Resume Translation: From Surface Sonar to Civilian Maritime Work

An STG resume should separate acoustic analysis, electronics maintenance, oceanographic instrumentation, test, and leadership while protecting classified signatures and tactics.

Before: Warfare language that hides the civilian function
Served as an STG, operated sonar, tracked contacts, maintained equipment, supported anti-submarine warfare, and trained watchstanders.

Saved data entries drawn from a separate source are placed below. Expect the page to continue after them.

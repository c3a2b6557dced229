
use crate::{
    condition::{Condition, Logic, add_bracket},
    dialect::{Dialect, SearchMode},
    error::QueryError,
    statement::ParamBag,
    value::Value,
};

fn render(condition: &Condition) -> (String, ParamBag) {
    let mut params = ParamBag::new();
    let sql = condition
        .sql("", None, Dialect::Mysql, &mut params)
        .unwrap();

    (sql, params)
}

fn render_err(condition: &Condition) -> QueryError {
    let mut params = ParamBag::new();

    condition
        .sql("", None, Dialect::Mysql, &mut params)
        .unwrap_err()
}

#[test]
fn simple_operators_bind_under_expression() {
    let mut params = ParamBag::new();
    let sql = Condition::eq("name", "Ann")
        .sql("c1", None, Dialect::Mysql, &mut params)
        .unwrap();

    assert_eq!(sql, "name = #{c1.v}");
    assert_eq!(params.get("c1.v"), Some(&Value::from("Ann")));

    let (sql, params) = render(&Condition::gte("age", 18));
    assert_eq!(sql, "age >= #{v}");
    assert_eq!(params.len(), 1);

    let (sql, params) = render(&Condition::is_null("age"));
    assert_eq!(sql, "age IS NULL");
    assert!(params.is_empty());

    let (sql, _) = render(&Condition::is_not_blank("name"));
    assert_eq!(sql, "(name IS NOT NULL AND name != '')");
}

#[test]
fn like_family_templates() {
    assert_eq!(
        render(&Condition::contains("name", "n")).0,
        "name LIKE CONCAT(CONCAT('%', #{v}), '%')"
    );
    assert_eq!(
        render(&Condition::starts_with("name", "A")).0,
        "name LIKE CONCAT(#{v}, '%')"
    );
    assert_eq!(
        render(&Condition::ends_with("name", "n")).0,
        "name LIKE CONCAT('%', #{v})"
    );
}

#[test]
fn in_expands_one_placeholder_per_element() {
    let (sql, params) = render(&Condition::in_("id", [1, 2, 3]));

    assert_eq!(sql, "id IN (#{v[0]},#{v[1]},#{v[2]})");
    assert_eq!(params.get("v[2]"), Some(&Value::Int(3)));

    let (sql, _) = render(&Condition::not_in("id", [7]));
    assert_eq!(sql, "id NOT IN (#{v[0]})");
}

#[test]
fn empty_collections_are_rejected() {
    for condition in [
        Condition::in_("id", Vec::<i64>::new()),
        Condition::not_in("id", Vec::<i64>::new()),
        Condition::eq_or_in("id", Value::List(vec![])),
        Condition::eq_or_in("id", Value::Null),
    ] {
        assert!(matches!(
            render_err(&condition),
            QueryError::ConditionParameter(_)
        ));
    }
}

#[test]
fn eq_or_in_picks_operator_by_arity() {
    let (sql, params) = render(&Condition::eq_or_in("id", 5));
    assert_eq!(sql, "id = #{v}");
    assert_eq!(params.get("v"), Some(&Value::Int(5)));

    let (sql, params) = render(&Condition::eq_or_in("id", vec![5]));
    assert_eq!(sql, "id = #{v}");
    assert_eq!(params.get("v"), Some(&Value::Int(5)));

    let (sql, _) = render(&Condition::eq_or_in("id", vec![5, 6]));
    assert_eq!(sql, "id IN (#{v[0]},#{v[1]})");
}

#[test]
fn ignore_if_empty_drops_the_leaf() {
    assert_eq!(render(&Condition::eq("name", "").ignore_if_empty()).0, "");
    assert_eq!(render(&Condition::eq("name", Value::Null).ignore_if_empty()).0, "");
    assert_eq!(
        render(&Condition::in_("id", Vec::<i64>::new()).ignore_if_empty()).0,
        ""
    );
    // operators without a value are never dropped
    assert_eq!(
        render(&Condition::is_null("name").ignore_if_empty()).0,
        "name IS NULL"
    );
    assert_eq!(render(&Condition::eq("", 1)).0, "");
}

#[test]
fn groups_bracket_only_multiple_members() {
    let (sql, params) = render(&Condition::and([
        Condition::eq("a", 1),
        Condition::or([Condition::eq("b", 2), Condition::eq("c", 3)]),
    ]));
    assert_eq!(
        sql,
        "(a = #{c[0].v} AND (b = #{c[1].c[0].v} OR c = #{c[1].c[1].v}))"
    );
    assert_eq!(params.len(), 3);

    assert_eq!(
        render(&Condition::and([Condition::eq("a", 1)])).0,
        "a = #{c[0].v}"
    );
    assert_eq!(
        render(&Condition::or([
            Condition::eq("a", "").ignore_if_empty(),
            Condition::eq("b", 2),
        ]))
        .0,
        "b = #{c[1].v}"
    );
    assert_eq!(render(&Condition::and([])).0, "");
}

#[test]
fn negation_brackets_and_skips_empty() {
    assert_eq!(render(&!Condition::eq("a", 1)).0, "(NOT a = #{c.v})");
    assert_eq!(
        render(&!(Condition::eq("a", 1) | Condition::eq("b", 2))).0,
        "(NOT (a = #{c.c[0].v} OR b = #{c.c[1].v}))"
    );
    assert_eq!(render(&!Condition::and([])).0, "");
}

#[test]
fn operators_build_groups() {
    let both = Condition::eq("a", 1) & Condition::eq("b", 2);

    assert_eq!(
        both,
        Condition::group(Logic::And, [Condition::eq("a", 1), Condition::eq("b", 2)])
    );
}

#[test]
fn custom_template_substitutes_columns_and_value() {
    let condition = Condition::custom(
        "COALESCE($COL[1], $COL[0]) BETWEEN #{EXPR[0]} AND #{EXPR[1]}",
        ["created", "updated"],
        Some(Value::from(vec![1, 9])),
    );

    let (sql, params) = render(&condition);

    assert_eq!(sql, "COALESCE(updated, created) BETWEEN #{v[0]} AND #{v[1]}");
    assert_eq!(params.get("v[1]"), Some(&Value::Int(9)));
    assert_eq!(params.get("v"), Some(&Value::from(vec![1, 9])));
}

#[test]
fn search_follows_dialect() {
    let condition = Condition::search("body", "rust", SearchMode::Default);
    let mut params = ParamBag::new();

    let sql = condition
        .sql("c1", None, Dialect::Postgresql, &mut params)
        .unwrap();
    assert_eq!(
        sql,
        "to_tsvector('chinese', body) @@ to_tsquery('chinese', #{c1.v})"
    );

    let err = condition
        .sql("c1", None, Dialect::H2, &mut params)
        .unwrap_err();
    assert!(matches!(err, QueryError::UnsupportedOperation { .. }));
}

#[test]
fn exists_needs_a_resolver() {
    assert!(matches!(
        render_err(&Condition::exists("orders", None)),
        QueryError::ConditionParameter(_)
    ));
}

#[test]
fn join_paths_collect_leaves_and_exists_prefixes() {
    let condition = Condition::and([
        Condition::eq("dept.name", "R&D"),
        Condition::exists(
            "dept.employees",
            Some(Condition::eq("orders.status", "PAID")),
        ),
        Condition::exists("orders", None),
    ]);

    assert_eq!(condition.join_paths(), vec!["dept.name", "dept"]);
    assert_eq!(condition.exists_fields(), vec!["dept.employees", "orders"]);
}

#[test]
fn bracket_helper() {
    assert_eq!(add_bracket(""), "");
    assert_eq!(add_bracket("a = 1"), "(a = 1)");
    assert_eq!(add_bracket("(a = 1)"), "(a = 1)");
    assert_eq!(add_bracket("(a = 1) OR (b = 2)"), "((a = 1) OR (b = 2))");
}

After: Civilian maritime language that gets callbacks
Operated, monitored, tested, troubleshot, repaired, and documented integrated surface sonar, acoustic-processing, display, transducer, underwater fire-control, oceanographic, power, cooling, and auxiliary systems. Evaluated acoustic and environmental data, identified anomalies, maintained accurate logs, and communicated equipment status and analytic confidence to cross-functional watch teams. Used controlled technical publications, built-in diagnostics, external test equipment, schematics, and quality checks to isolate faults, replace failed assemblies, verify performance, and restore availability. Supported equipment installation, configuration, acceptance testing, preventive maintenance, parts coordination, and technical training. Protected classified acoustic signatures, capabilities, and tactics while translating only approved system categories and measurable outcomes. Add operating hours, systems, faults, response time, tests, inspections, availability, and trainees.

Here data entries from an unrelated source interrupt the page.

use crate::model::{BasicField, DELETE_FLAG_FIELD, Field, Model, ModelRegistry};

///
/// Sample schema shared by unit tests.
///
/// User -> dept (Department) -> company (Company)
/// User -> orders (Order) -> items (LineItem)
/// Department -> parent (Department)
///

pub fn company() -> Model {
    Model::new("Company", "company")
        .with_field(Field::basic("id"))
        .with_field(Field::basic("name"))
}

pub fn department() -> Model {
    Model::new("Department", "department")
        .with_field(Field::basic("id"))
        .with_field(Field::basic("name"))
        .with_field(Field::basic("parentId"))
        .with_field(Field::basic("companyId"))
        .with_field(Field::basic(DELETE_FLAG_FIELD))
        .with_field(Field::to_one("parent", "Department", ["parentId"]))
        .with_field(Field::to_one("company", "Company", ["companyId"]))
        .with_field(Field::to_many("employees", "User", ["deptId"]))
}

pub fn user() -> Model {
    Model::new("User", "users")
        .with_field(Field::basic("id"))
        .with_field(Field::basic("name"))
        .with_field(Field::basic("email"))
        .with_field(Field::from_basic(BasicField::new("salary").not_selected()))
        .with_field(Field::basic("deptId"))
        .with_field(Field::group(
            "homeAddress",
            [BasicField::new("city"), BasicField::new("street")],
        ))
        .with_field(Field::basic(DELETE_FLAG_FIELD))
        .with_field(Field::to_one("dept", "Department", ["deptId"]))
        .with_field(Field::to_many("orders", "Order", ["userId"]))
        .with_field(Field::to_one("manager", "Manager", ["managerId"]))
}

pub fn order() -> Model {
    Model::new("Order", "order_table")
        .with_field(Field::basic("id"))
        .with_field(Field::basic("userId"))
        .with_field(Field::basic("status"))
        .with_field(Field::basic("amount"))
        .with_field(Field::basic("embedding"))
        .with_field(Field::to_one("user", "User", ["userId"]))
        .with_field(Field::to_many("items", "LineItem", ["orderId"]))
}

pub fn line_item() -> Model {
    Model::new("LineItem", "line_item")
        .with_field(Field::basic("id"))
        .with_field(Field::basic("orderId"))
        .with_field(Field::basic("sku"))
}

/// `Manager` is referenced by `User.manager` but deliberately not
/// registered.
pub fn registry() -> ModelRegistry {
    ModelRegistry::new()
        .with_model(company())
        .with_model(department())
        .with_model(user())
        .with_model(order())
        .with_model(line_item())
}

The STG Translation Formula
Military term Civilian translation Proof to show
Acoustic contact analysis sensor-data interpretation, anomaly recognition, classification support, and confidence-based reporting watch hours, data sets, reports, quality reviews, and decision timelines
Sonar stack maintenance transducer, processor, display, cabling, power, cooling, and auxiliary-system troubleshooting systems, faults, tests, repair time, and availability restored
Oceanographic data environmental sensor collection and analysis used to interpret acoustic-system performance profiles, sensors, deployments, calibrations, and data-quality checks
ASW watch team cross-functional monitoring, technical communication, escalation, and decision support watch teams, hours, briefs, handoffs, and response standards
Sonar casualty response controlled fault isolation, repair, verification, and restoration of a high-availability system casualties, response time, downtime, corrective actions, and retests
Always quantify systems, vessels, operating hours, data sets, faults, maintenance actions, test events, response time, downtime, inspections, availability, and personnel trained
Section 06

STG Civilian Career FAQs

What civilian jobs fit Navy STG experience best?

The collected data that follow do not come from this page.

//! Metadata-driven SQL compiler: condition trees, join graphs, statement
//! assembly and recursive tree queries, plus the `prelude` of request types.

// public exports are one module level down
pub mod compile;
pub mod condition;
pub mod config;
pub mod dialect;
pub mod error;
pub mod graph;
pub mod model;
pub mod obs;
pub mod permission;
pub mod query;
pub mod resolver;
pub mod statement;
pub mod value;

// test
#[cfg(test)]
pub(crate) mod test_fixtures;

///
/// Prelude
///
/// Vocabulary needed to describe models and build requests.
///

pub mod prelude {
    pub use crate::{
        compile::Compiler,
        condition::{Condition, Logic, Operation, Ternary},
        config::EngineConfig,
        dialect::{Dialect, SearchMode},
        model::{BasicField, Field, Model, ModelRegistry},
        permission::Permission,
        query::{
            AggFunction, AggSelectItem, AggregateRequest, CustomSelectField, Direction, Join,
            JoinType, OrderItem, Page, QueryRequest, RecursiveRequest, VectorSearchRequest,
        },
        statement::{PlaceholderStyle, Statement},
        value::Value,
    };
}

Strong matches include marine electronics technician, sonar or acoustic systems technician, oceanographic instrumentation technician, field service technician, systems test technician, ship-modernization technician, and technical maintenance supervisor. NEC, platform, maintenance depth, test equipment, data work, and clearance eligibility shape the best target.
Can an STG work outside defense contracting?
Yes. Commercial marine electronics, research vessels, hydrography, offshore energy, environmental monitoring, shipyards, vessel integrators, and ocean-technology companies can value sonar, sensor, electronics, test, and maintenance experience. Commercial standards and credentials may still be required.
Does STG experience make someone an acoustical engineer?
No. STG experience supports acoustic-system operation, maintenance, data interpretation, and engineering teams. Engineer roles may require an engineering or physics degree and design experience. Apply to technician or technologist roles unless you meet the stated engineer qualifications.
How should STGs protect classified information on a resume?
Describe approved system categories, maintenance methods, environment, scale, and outcomes. Do not disclose acoustic signatures, frequencies, capabilities, vulnerabilities, tactics, target information, or protected performance data. Seek authorized security guidance when uncertain.